▶ **Supplied records**:
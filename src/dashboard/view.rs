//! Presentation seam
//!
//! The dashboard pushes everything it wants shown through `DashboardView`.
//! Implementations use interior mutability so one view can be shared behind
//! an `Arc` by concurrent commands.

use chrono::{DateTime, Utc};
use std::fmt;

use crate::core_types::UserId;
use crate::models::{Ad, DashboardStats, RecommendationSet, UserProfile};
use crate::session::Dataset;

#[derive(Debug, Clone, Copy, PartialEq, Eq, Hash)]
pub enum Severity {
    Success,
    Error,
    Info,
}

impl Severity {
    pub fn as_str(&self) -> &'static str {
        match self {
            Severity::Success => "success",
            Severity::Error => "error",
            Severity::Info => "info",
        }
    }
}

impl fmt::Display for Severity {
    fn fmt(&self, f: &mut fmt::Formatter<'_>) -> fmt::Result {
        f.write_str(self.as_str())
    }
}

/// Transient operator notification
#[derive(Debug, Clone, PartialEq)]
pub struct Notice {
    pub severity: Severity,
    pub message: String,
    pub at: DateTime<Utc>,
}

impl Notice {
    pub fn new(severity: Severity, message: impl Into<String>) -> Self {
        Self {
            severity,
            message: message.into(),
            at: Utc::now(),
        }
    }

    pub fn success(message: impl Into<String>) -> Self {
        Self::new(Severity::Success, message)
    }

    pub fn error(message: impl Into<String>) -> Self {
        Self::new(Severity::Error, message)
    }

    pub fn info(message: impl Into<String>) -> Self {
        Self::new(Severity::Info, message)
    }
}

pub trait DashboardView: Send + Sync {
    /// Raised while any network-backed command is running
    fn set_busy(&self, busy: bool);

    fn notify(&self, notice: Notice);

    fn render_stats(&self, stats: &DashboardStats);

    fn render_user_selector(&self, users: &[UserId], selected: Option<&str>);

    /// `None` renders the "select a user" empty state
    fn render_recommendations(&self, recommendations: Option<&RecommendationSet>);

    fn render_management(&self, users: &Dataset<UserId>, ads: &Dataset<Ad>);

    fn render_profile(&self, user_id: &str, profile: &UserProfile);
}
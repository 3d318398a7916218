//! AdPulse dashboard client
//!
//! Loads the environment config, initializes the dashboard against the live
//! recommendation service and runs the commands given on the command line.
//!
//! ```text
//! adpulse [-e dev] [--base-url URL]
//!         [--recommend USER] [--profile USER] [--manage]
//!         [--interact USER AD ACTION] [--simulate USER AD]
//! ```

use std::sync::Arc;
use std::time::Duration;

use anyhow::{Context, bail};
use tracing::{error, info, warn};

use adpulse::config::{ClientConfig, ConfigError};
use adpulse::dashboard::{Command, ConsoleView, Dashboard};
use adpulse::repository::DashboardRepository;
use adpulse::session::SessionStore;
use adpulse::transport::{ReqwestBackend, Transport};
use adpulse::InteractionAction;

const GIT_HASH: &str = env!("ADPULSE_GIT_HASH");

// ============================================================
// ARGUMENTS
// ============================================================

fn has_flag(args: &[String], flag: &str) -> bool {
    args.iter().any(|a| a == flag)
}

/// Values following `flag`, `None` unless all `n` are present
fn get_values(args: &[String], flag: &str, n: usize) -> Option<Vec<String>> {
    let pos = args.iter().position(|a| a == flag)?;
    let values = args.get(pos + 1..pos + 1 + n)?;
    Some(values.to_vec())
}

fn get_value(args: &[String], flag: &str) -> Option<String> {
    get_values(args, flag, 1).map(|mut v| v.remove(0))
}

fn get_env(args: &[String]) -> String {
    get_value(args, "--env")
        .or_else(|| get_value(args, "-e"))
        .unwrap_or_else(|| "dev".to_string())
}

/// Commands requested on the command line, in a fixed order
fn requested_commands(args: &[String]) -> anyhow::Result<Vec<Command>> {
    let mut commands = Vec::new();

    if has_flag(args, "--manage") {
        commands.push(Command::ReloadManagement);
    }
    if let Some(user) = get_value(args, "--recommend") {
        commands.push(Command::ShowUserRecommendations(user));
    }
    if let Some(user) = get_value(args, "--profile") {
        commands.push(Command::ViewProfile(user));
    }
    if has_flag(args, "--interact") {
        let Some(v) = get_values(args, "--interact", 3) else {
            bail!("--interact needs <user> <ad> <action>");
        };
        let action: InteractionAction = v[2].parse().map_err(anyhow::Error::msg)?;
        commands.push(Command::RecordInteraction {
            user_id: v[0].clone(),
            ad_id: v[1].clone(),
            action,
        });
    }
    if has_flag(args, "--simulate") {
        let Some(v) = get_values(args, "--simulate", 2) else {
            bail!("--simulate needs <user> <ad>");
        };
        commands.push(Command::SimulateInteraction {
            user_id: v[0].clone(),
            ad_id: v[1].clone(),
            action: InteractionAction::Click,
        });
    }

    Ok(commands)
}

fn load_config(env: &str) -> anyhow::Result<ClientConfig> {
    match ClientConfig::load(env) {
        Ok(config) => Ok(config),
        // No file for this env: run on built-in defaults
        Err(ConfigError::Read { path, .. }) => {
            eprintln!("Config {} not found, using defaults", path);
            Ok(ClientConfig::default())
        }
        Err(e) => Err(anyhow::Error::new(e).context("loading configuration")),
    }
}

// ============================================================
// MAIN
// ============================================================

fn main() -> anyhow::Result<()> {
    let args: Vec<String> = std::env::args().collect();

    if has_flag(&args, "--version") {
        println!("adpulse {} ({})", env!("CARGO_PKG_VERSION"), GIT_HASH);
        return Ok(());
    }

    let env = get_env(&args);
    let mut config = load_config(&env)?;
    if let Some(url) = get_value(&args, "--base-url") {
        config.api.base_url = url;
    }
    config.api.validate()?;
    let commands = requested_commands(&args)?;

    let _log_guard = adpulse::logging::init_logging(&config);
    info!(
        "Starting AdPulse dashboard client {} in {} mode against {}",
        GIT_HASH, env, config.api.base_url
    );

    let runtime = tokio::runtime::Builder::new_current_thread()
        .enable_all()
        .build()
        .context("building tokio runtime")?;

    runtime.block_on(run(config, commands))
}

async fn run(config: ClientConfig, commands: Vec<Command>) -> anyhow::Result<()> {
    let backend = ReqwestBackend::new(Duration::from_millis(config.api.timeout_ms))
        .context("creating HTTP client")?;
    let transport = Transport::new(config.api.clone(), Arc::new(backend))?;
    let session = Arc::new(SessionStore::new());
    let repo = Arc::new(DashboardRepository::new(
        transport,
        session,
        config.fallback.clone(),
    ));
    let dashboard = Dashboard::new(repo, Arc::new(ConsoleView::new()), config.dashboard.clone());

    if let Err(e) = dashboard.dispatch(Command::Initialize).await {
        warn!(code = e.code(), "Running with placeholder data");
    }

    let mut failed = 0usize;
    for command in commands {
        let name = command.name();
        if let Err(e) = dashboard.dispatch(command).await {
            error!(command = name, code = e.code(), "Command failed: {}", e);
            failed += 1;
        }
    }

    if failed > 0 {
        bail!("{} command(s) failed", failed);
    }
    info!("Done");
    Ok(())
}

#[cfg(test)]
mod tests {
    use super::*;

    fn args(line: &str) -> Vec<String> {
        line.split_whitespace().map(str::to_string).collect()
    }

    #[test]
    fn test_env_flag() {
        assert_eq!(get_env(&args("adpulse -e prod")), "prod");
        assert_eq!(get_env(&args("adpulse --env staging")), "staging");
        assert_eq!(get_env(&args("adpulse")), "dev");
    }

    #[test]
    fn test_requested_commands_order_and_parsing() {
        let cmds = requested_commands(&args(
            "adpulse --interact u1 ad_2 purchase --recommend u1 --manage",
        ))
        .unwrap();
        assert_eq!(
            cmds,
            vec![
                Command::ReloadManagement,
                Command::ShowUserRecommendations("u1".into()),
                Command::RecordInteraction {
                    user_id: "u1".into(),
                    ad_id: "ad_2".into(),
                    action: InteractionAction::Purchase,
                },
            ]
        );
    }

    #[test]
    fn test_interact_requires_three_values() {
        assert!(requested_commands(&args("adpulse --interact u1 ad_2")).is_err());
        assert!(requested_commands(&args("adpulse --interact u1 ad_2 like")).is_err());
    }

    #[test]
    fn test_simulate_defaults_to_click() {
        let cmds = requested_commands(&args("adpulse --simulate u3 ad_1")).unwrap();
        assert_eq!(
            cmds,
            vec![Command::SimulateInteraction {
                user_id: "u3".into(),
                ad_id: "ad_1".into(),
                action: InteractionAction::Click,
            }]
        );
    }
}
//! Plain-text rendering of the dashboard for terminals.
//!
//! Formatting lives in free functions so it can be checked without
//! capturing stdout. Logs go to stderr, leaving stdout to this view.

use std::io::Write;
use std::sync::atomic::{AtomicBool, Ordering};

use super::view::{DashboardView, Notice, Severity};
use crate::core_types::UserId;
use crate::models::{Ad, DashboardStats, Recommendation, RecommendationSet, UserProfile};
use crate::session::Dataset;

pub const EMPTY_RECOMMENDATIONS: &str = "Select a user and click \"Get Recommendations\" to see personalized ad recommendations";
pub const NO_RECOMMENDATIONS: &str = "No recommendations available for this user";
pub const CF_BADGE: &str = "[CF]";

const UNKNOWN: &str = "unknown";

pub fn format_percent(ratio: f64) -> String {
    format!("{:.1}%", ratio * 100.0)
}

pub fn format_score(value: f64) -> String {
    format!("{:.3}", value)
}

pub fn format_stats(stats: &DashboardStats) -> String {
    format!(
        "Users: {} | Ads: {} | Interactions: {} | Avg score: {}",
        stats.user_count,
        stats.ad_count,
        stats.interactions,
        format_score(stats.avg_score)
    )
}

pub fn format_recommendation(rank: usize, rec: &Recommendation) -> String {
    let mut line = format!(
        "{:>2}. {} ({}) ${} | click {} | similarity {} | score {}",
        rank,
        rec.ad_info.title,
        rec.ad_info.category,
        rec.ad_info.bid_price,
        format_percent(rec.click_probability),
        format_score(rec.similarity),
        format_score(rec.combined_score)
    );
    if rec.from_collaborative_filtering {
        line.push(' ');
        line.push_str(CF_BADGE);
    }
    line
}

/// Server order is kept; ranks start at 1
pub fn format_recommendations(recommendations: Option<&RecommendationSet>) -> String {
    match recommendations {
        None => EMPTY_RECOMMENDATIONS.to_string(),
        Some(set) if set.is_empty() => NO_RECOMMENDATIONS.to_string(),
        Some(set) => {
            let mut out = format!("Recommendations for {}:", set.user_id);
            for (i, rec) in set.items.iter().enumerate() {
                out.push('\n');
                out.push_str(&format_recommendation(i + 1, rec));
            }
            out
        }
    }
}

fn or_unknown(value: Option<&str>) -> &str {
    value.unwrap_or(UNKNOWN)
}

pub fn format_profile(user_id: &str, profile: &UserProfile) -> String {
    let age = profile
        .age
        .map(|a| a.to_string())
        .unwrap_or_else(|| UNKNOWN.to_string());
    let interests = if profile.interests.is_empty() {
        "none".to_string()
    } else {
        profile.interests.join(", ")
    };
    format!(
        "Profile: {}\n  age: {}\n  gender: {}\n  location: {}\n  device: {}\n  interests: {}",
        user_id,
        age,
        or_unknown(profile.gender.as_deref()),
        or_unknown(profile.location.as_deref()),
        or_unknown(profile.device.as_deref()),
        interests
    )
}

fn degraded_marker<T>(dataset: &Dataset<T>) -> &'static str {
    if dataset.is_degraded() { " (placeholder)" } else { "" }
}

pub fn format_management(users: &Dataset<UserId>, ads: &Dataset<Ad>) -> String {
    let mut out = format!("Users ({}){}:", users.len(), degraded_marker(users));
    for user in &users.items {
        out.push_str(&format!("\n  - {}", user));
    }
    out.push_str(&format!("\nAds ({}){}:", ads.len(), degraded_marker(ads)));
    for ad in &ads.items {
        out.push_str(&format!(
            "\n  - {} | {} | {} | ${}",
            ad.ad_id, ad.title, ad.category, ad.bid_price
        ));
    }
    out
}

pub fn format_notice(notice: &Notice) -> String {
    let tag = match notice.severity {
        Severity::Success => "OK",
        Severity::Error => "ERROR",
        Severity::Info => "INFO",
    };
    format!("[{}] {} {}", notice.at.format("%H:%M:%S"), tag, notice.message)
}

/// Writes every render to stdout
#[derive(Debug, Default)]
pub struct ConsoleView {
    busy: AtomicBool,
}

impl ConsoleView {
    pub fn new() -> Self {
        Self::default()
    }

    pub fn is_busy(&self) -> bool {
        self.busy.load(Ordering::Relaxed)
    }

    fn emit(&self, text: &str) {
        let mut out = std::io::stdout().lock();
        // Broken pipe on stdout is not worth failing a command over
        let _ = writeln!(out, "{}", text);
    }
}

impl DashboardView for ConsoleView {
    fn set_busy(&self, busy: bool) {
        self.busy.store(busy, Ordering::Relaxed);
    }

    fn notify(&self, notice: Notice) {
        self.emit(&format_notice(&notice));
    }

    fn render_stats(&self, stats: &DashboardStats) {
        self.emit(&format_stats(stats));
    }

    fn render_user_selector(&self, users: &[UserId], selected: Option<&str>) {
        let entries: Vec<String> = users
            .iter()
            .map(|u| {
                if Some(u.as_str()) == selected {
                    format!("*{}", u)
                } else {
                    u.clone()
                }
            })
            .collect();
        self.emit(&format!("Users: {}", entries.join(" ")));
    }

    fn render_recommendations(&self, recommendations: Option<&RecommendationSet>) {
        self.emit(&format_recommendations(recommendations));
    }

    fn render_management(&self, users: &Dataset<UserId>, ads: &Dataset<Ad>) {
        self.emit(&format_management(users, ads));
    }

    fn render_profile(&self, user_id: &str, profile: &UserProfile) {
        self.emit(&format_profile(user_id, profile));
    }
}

▶ **What to do**:
Scan the material above for the string "device". Return each line where it occurs.

▶ **Written solution**:
        "Profile: {}\n  age: {}\n  gender: {}\n  location: {}\n  device: {}\n  interests: {}",
        or_unknown(profile.device.as_deref()),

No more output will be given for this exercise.